I'm wondering if there was something else (perhaps a US 66 shield) to the left of the I-40 shield on this button copy sign where old 66 meets I-40 west of El Reno.

IMG_5005

Next, we took a small detour on an old 66 alignment near Geary, OK.  There is a narrow concrete two lane that carried the old Mother Road that runs between US 281 Spur and US 281.

IMG_5007

As you can see, the grey flannel skies really took away from what is an amazing setting.  Just west of here is the pony truss bridge that once carried US 66 - it still carries US 281 - over the South Canadian River.  The nearly 4,000 foot long bridge contains 38 'pony trusses' and is the longest of its kind in Oklahoma.  It was built in 1933 and still in use today.  There is really not an excellent pull of spot for this bridge.  Though if you are able to reach the river flood plain (as we saw some quads that day) you'll have some good photo opportunities.

IMG_5009

IMG_5011

Just before Sayre, at Exit 26, we saw this old truss bridge and had to exit off the highway.

IMG_5020

We headed into Sayre on Business 40.  Here's a sign for the Western Motel...one of thousands you can still find on old 66.

IMG_5027

Sayre is the county seat of Beckham County, though the main intersection of Old 66/US 283 and OK 152 appears to have had better days.

IMG_5031

If you read the old paint below the 1901 Hullum Hardware Co., it reads 'UNDERTAKERS'.

IMG_5035

Next, it was into Texas and a stop in Shamrock.  Home of the famous Tower Conoco Station and U Drop Inn.

IMG_5050

The Art Deco station was opened in 1936; and after decades of changing owners and eventual neglect, the station was restored to its original look about seven years ago and now is home to the Shamrock Chamber of Commerce.

IMG_5054

IMG_5055

Adam Froehlig was following along our trip on twitter and recommended a stop at the rest area at mile 132 on I-40 in Texas.  And I must say I concur.  First, the topography is excellent.  Unfortunately, the overcast skies really take away from the photos.  However, one photo from the rest area.  This Texas shaped outdoor grill.  Only in Texas!

IMG_5063

Further down the road in Groom, there is this odd site.

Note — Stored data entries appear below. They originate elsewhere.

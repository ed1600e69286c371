use alloy_primitives::Address;
use ethers_core::abi::{parse_abi, Function, Token};
use tracing::debug;

use crate::errors::{Result, UpgradeError};
use crate::read::ChainReader;

/// A typed read call to issue against the proxy after an upgrade, declared
/// with a human-readable function signature.
#[derive(Clone, Debug, PartialEq, Eq)]
pub struct ProbeSpec {
    /// The field name the result is reported under.
    pub field: String,
    /// Full function declaration, e.g.
    /// `function isPaused() external view returns (bool)`.
    pub signature: String,
}

impl ProbeSpec {
    /// The version-identifier probe every verification pass starts with.
    pub fn version() -> Self {
        Self {
            field: "version".into(),
            signature: "function version() external view returns (string)".into(),
        }
    }

    /// Parses an operator-supplied probe such as
    /// `vendingMachineName() returns (string)`.
    pub fn parse(spec: &str) -> Result<Self> {
        let field = spec
            .split('(')
            .next()
            .map(str::trim)
            .filter(|name| !name.is_empty())
            .ok_or_else(|| UpgradeError::Config(format!("malformed probe: {spec:?}")))?
            .to_string();
        let probe = Self {
            field,
            signature: format!("function {spec}"),
        };
        // Reject unparseable signatures up front, not mid-verification.
        probe.function()?;
        Ok(probe)
    }

    fn function(&self) -> Result<Function> {
        let abi = parse_abi(&[self.signature.as_str()])
            .map_err(|e| UpgradeError::Config(format!("bad probe {:?}: {e}", self.signature)))?;
        let function = abi
            .functions()
            .next()
            .cloned()
            .ok_or_else(|| UpgradeError::Config(format!("bad probe {:?}", self.signature)))?;
        if !function.inputs.is_empty() {
            return Err(UpgradeError::Config(format!(
                "probe {:?} takes arguments; probes must be nullary reads",
                self.field
            )));
        }
        Ok(function)
    }

    /// Issues the probe against `target` and renders the decoded result.
    pub async fn call<C: ChainReader>(&self, chain: &C, target: Address) -> Result<String> {
        let function = self.function()?;
        let calldata = function
            .encode_input(&[])
            .map_err(|e| UpgradeError::Config(format!("bad probe {:?}: {e}", self.signature)))?;
        let output = chain.call(target, calldata).await?;
        let tokens = function
            .decode_output(&output)
            .map_err(|e| UpgradeError::Rpc(format!("undecodable return from {}: {e}", self.field)))?;
        let rendered = render_tokens(&tokens);
        debug!("probe {} -> {rendered}", self.field);
        Ok(rendered)
    }
}

fn render_token(token: &Token) -> String {
    match token {
        Token::String(s) => s.clone(),
        Token::Bool(b) => b.to_string(),
        Token::Uint(n) | Token::Int(n) => n.to_string(),
        Token::Address(a) => format!("{a:?}"),
        Token::Bytes(b) | Token::FixedBytes(b) => format!("0x{}", hex::encode(b)),
        other => format!("{other:?}"),
    }
}

fn render_tokens(tokens: &[Token]) -> String {
    tokens.iter().map(render_token).collect::<Vec<_>>().join(", ")
}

Leaning (Water) Tower of Texas

The Leaning Tower of Texas.  Or the old Britten Truck Stop Water Tower.  It was built that way to get folks to stop in Groom on old 66 - and later I-40.  The truck stop, lounge and restaurant is no more, but the tower - and it's 'towering' sister billboard still remain.

IMG_5084

From there it was west to Amarillo and a stop at the world famous Cadillac Ranch.

IMG_5112

The Cadillac Ranch first appeared in 1974...and as a result of the growth of Amarillo...moved to its currently location in 1997.  The appearance of the vehicles change daily as a result of spray paint cans that are left at the site.  It's a tempting activity as this young girl and even myself took part in.

IMG_5110

IMG_5119

But within the artwork, are small piece of brilliance - like this one found in one of the tires:

IMG_5122

From there it was onto New Mexico.  And the final photo of the day I-40 Exit 277 in Santa Rosa.

IMG_5141

Day Three is next...it includes Sandia Peak, old neon along Central Ave. in Albuquerque, Old Town Albuquerque, the historic Rio Puerco US 66 Bridge, Santa Fe, and a drive on NM 41 into Moriarty.

Enjoy!

Comments

Anonymous said…
Love the shot of the old narrow 2-lane 66 and of the Conoco station. Great stuff.
Wadsteckel said…
Wish I had the time and money to take a trip like this, Adam. Had to fire up WinMediaPyr and Bruce Springsteen's "Caddilac Ranch" to listen to while I read this part of the blog. :-) -Ed S

Popular posts from this blog

Legend of the Ridge Route; a history of crossing the mountains between the Los Angeles Basin and San Joaquin Valley from wagon trails to Interstates

Over the past two decades I've crossed the Interstate 5 corridor from Los Angeles north over the Sierra Pelona Mountains and Tehachapi Range to San Joaquin Valley what seems to be an immeasurable number of times.  While Interstate 5 from Castaic Junction to Grapevine via Tejon Pass today is known to most as "The Grapevine" it occupies a corridor which has been traversed by numerous historic highways.  The most notable of these highways is known as the "Ridge Route."  This article is dedicated to the Ridge Route and the various highways that preceded it.  This blog is part of the larger Gribblenation US Route 99 Page.  For more information pertaining to the other various segments of US Route 99 and it's three-digit child routes check out the link the below. Gribblenation US Route 99 Page Ridge Route corridor introdution The Ridge Route as originally envisioned was a segment of highway which was completed in 1915 between the northern Los Angeles city limit

Establishing the numbering conventions of California's chargeable Interstates

The Federal Highway Aid Act of 1956 brought the Interstate Highway System into existence which would largely be constructed by Federal Highway Administration fund matching.  The Interstate Highway System was deliberately numbered to run opposite the established conventions of the US Route System.  While the Interstate Highway numbering conventions are now well established there was a period during the late 1950s where they were still being finalized.  This blog examines the history of the establishing of the chargeable Interstate Highway route numbers in California.  The above blog cover depicts the Interstate Highway route numbers requested by the Division of Highways in the Los Angeles area during November 1957.  The establishment of the numbering conventions of California's chargeable Interstates The Interstate Highway System was not created in a vacuum by way of the passage of the 1956 Federal Highway Aid Act.  The beginning of the Interstate Highway System can be found in the

California State Route 210 (legacy of California State Route 30)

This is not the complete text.